Even though I more or less agree with all of your points, I kinda want to argue with you. My social media is clogged with T.M.I. So many voices! I know I should filter the noise somehow—with lists, maybe Dunbar’s number, etc. But this endless fine-tuning feels like another time-suck, designed to keep me on Facebook even longer.
The novelty of social media has worn off for me. Yes, I definitely want to know T.M.I. about some people. But at times there is too much social in my media. Isn’t it just dicking around on the internet? I need to learn how to set limits for myself, unplug more. I am losing days.
And I agree with you. But that is our problem for listening, not everyone else for talking. I don’t mind the reduction of noise. But I was sensing a tone in that article that some don’t deserve to express themselves.
Well, now that I’ve entirely changed my “brand” and am starting from scratch with my first and last name out there connected to my writing, I find myself not caring quit as much. I’m 45 years old. If I can’t be myself and all of myself now, then when? I’m funny, engaging, witty, smart, smart-alecky, kind, thoughtful, compassionate, outrageous, outraged, angry, obnoxious, obstinate, boring, boorish, and a low-rent megalomaniac for making my name my brand.
But, you know, I’m on earth for 90 odd years, and I have stuff to say which reflects all of who I am. Will anyone read? Sometimes. Sometimes they’ll really, really like what I write – it will move them, make them laugh, make them angry. It’s like being a sorcerer the way that words can affect the biochemistry of a person clear across the world and make them laugh until they pee their pants.
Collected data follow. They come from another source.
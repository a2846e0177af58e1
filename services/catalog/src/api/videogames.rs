//! Video-game controller.
//!
//! Same contract as the game-system controller. A name collision on create is
//! a 409 here too.
use crate::api::error::{ApiError, api_conflict, api_internal, api_not_found, api_validation_error};
use crate::api::respond;
use crate::app::AppState;
use crate::helpers::message::{ErrorMessage, Message, build_message};
use crate::model::{VideoGame, VideoGamePayload};
use crate::service::ServiceError;
use crate::service::videogames::{DELETE_VIDEOGAME_NOT_FOUND, UPDATE_VIDEOGAME_NOT_FOUND};
use axum::Json;
use axum::extract::rejection::JsonRejection;
use axum::extract::{Path, State};
use axum::http::StatusCode;
use axum::response::{IntoResponse, Response};

pub const MODULE_NAME: &str = "videogames";

pub const VIDEOGAME_NOT_FOUND: &str = "VIDEOGAME_NOT_FOUND";
pub const VIDEOGAME_DELETED_SUCCESSFULLY: &str = "VIDEOGAME_DELETED_SUCCESSFULLY";
pub const INVALID_VIDEOGAME_PAYLOAD: &str = "INVALID_VIDEOGAME_PAYLOAD";

fn rejected(message: &ErrorMessage) -> ApiError {
    match message.code() {
        UPDATE_VIDEOGAME_NOT_FOUND | DELETE_VIDEOGAME_NOT_FOUND => api_not_found(message.code()),
        code => api_conflict(code),
    }
}

fn service_failure(operation: &str, err: ServiceError) -> ApiError {
    match err {
        ServiceError::Rejected(message) => rejected(&message),
        ServiceError::Unexpected(err) => api_internal(MODULE_NAME, operation, &err),
    }
}

fn payload_or_reject(
    payload: Result<Json<VideoGamePayload>, JsonRejection>,
) -> Result<VideoGamePayload, ApiError> {
    payload.map(|Json(body)| body).map_err(|rejection| {
        tracing::debug!(error = %rejection, "invalid video game payload");
        api_validation_error(INVALID_VIDEOGAME_PAYLOAD)
    })
}

#[utoipa::path(
    get,
    path = "/videogames",
    tag = "videogames",
    responses(
        (status = 200, description = "List video games", body = [VideoGame]),
        (status = 500, description = "Unexpected failure", body = crate::helpers::controller::ControllerErrorResponse)
    )
)]
pub(crate) async fn get_video_games(State(state): State<AppState>) -> Response {
    const OPERATION: &str = "get_video_games";
    respond(MODULE_NAME, OPERATION, async move {
        match state.videogames.get_all().await {
            Ok(items) => Ok(Json(items).into_response()),
            Err(err) => Err(api_internal(MODULE_NAME, OPERATION, &err)),
        }
    })
    .await
}

#[utoipa::path(
    get,
    path = "/videogames/{id}",
    tag = "videogames",
    params(
        ("id" = String, Path, description = "Video game identifier")
    ),
    responses(
        (status = 200, description = "Fetch video game", body = VideoGame),
        (status = 404, description = "Video game not found", body = Message),
        (status = 500, description = "Unexpected failure", body = crate::helpers::controller::ControllerErrorResponse)
    )
)]
pub(crate) async fn get_video_game_by_id(
    Path(id): Path<String>,
    State(state): State<AppState>,
) -> Response {
    const OPERATION: &str = "get_video_game_by_id";
    respond(MODULE_NAME, OPERATION, async move {
        match state.videogames.get_by_id(&id).await {
            Ok(Some(record)) => Ok(Json(record).into_response()),
            Ok(None) => Err(api_not_found(VIDEOGAME_NOT_FOUND)),
            Err(err) => Err(api_internal(MODULE_NAME, OPERATION, &err)),
        }
    })
    .await
}

#[utoipa::path(
    post,
    path = "/videogames",
    tag = "videogames",
    request_body = VideoGamePayload,
    responses(
        (status = 201, description = "Video game created", body = VideoGame),
        (status = 400, description = "Malformed payload", body = Message),
        (status = 409, description = "Name already used", body = Message),
        (status = 500, description = "Unexpected failure", body = crate::helpers::controller::ControllerErrorResponse)
    )
)]
pub(crate) async fn create_video_game(
    State(state): State<AppState>,
    payload: Result<Json<VideoGamePayload>, JsonRejection>,
) -> Response {
    const OPERATION: &str = "create_video_game";
    respond(MODULE_NAME, OPERATION, async move {
        match payload_or_reject(payload) {
            Ok(payload) => state
                .videogames
                .create(payload)
                .await
                .map(|created| (StatusCode::CREATED, Json(created)).into_response())
                .map_err(|err| service_failure(OPERATION, err)),
            Err(err) => Err(err),
        }
    })
    .await
}

#[utoipa::path(
    put,
    path = "/videogames/{id}",
    tag = "videogames",
    params(
        ("id" = String, Path, description = "Video game identifier")
    ),
    request_body = VideoGamePayload,
    responses(
        (status = 200, description = "Video game updated", body = VideoGame),
        (status = 400, description = "Malformed payload", body = Message),
        (status = 404, description = "Video game not found", body = Message),
        (status = 409, description = "Name already used", body = Message),
        (status = 500, description = "Unexpected failure", body = crate::helpers::controller::ControllerErrorResponse)
    )
)]
pub(crate) async fn update_video_game(
    Path(id): Path<String>,
    State(state): State<AppState>,
    payload: Result<Json<VideoGamePayload>, JsonRejection>,
) -> Response {
    const OPERATION: &str = "update_video_game";
    respond(MODULE_NAME, OPERATION, async move {
        match payload_or_reject(payload) {
            Ok(payload) => state
                .videogames
                .update(&id, payload)
                .await
                .map(|updated| Json(updated).into_response())
                .map_err(|err| service_failure(OPERATION, err)),
            Err(err) => Err(err),
        }
    })
    .await
}

#[utoipa::path(
    delete,
    path = "/videogames/{id}",
    tag = "videogames",
    params(
        ("id" = String, Path, description = "Video game identifier")
    ),
    responses(
        (status = 200, description = "Video game deleted", body = Message),
        (status = 404, description = "Video game not found", body = Message),
        (status = 500, description = "Unexpected failure", body = crate::helpers::controller::ControllerErrorResponse)
    )
)]
pub(crate) async fn delete_video_game(
    Path(id): Path<String>,
    State(state): State<AppState>,
) -> Response {
    const OPERATION: &str = "delete_video_game";
    respond(MODULE_NAME, OPERATION, async move {
        match state.videogames.delete(&id).await {
            Ok(()) => Ok(Json(build_message(VIDEOGAME_DELETED_SUCCESSFULLY)).into_response()),
            Err(err) => Err(service_failure(OPERATION, err)),
        }
    })
    .await
}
But this is not an exact science, even with the Internet version of Strunk and White in hand. I edit a lot, censor some, try to use spell check, but in the end, you get my sometimes imperfect product along with the rest. And believe me, that happens on the Wall Street Journal as often as it happens in Aunt Mary’s Facebook feed.
I feel like we fundamentally in our core feel this need to express TMI thru social media from a desire to be seen and heard. It might be mundane or silly, but it is on our minds at that current moment and so is that desire to share. To tell someone else who just might respond with a “me too” or “this is how I dealt with it” is so much easier to blurt out on social media than to in person walk up to a co-worker and say, “hey my cholesterol’s kinda high…” There is than the possibility of that in person rejection. With social media if your tweet or status goes unanswered, liked or commented you can chalk it up to me that there are 1000s of posts published and perhaps yours just didn’t hit their news feed or twitter stream when they happened to check it. The sting is much less painful, but the affirmation when it happens is just as real and comforting.
Perhaps its the 4 glasses of booze I’ve had this evening, but at least that’s how I feel. But I tend to as a general rule be an oversharer.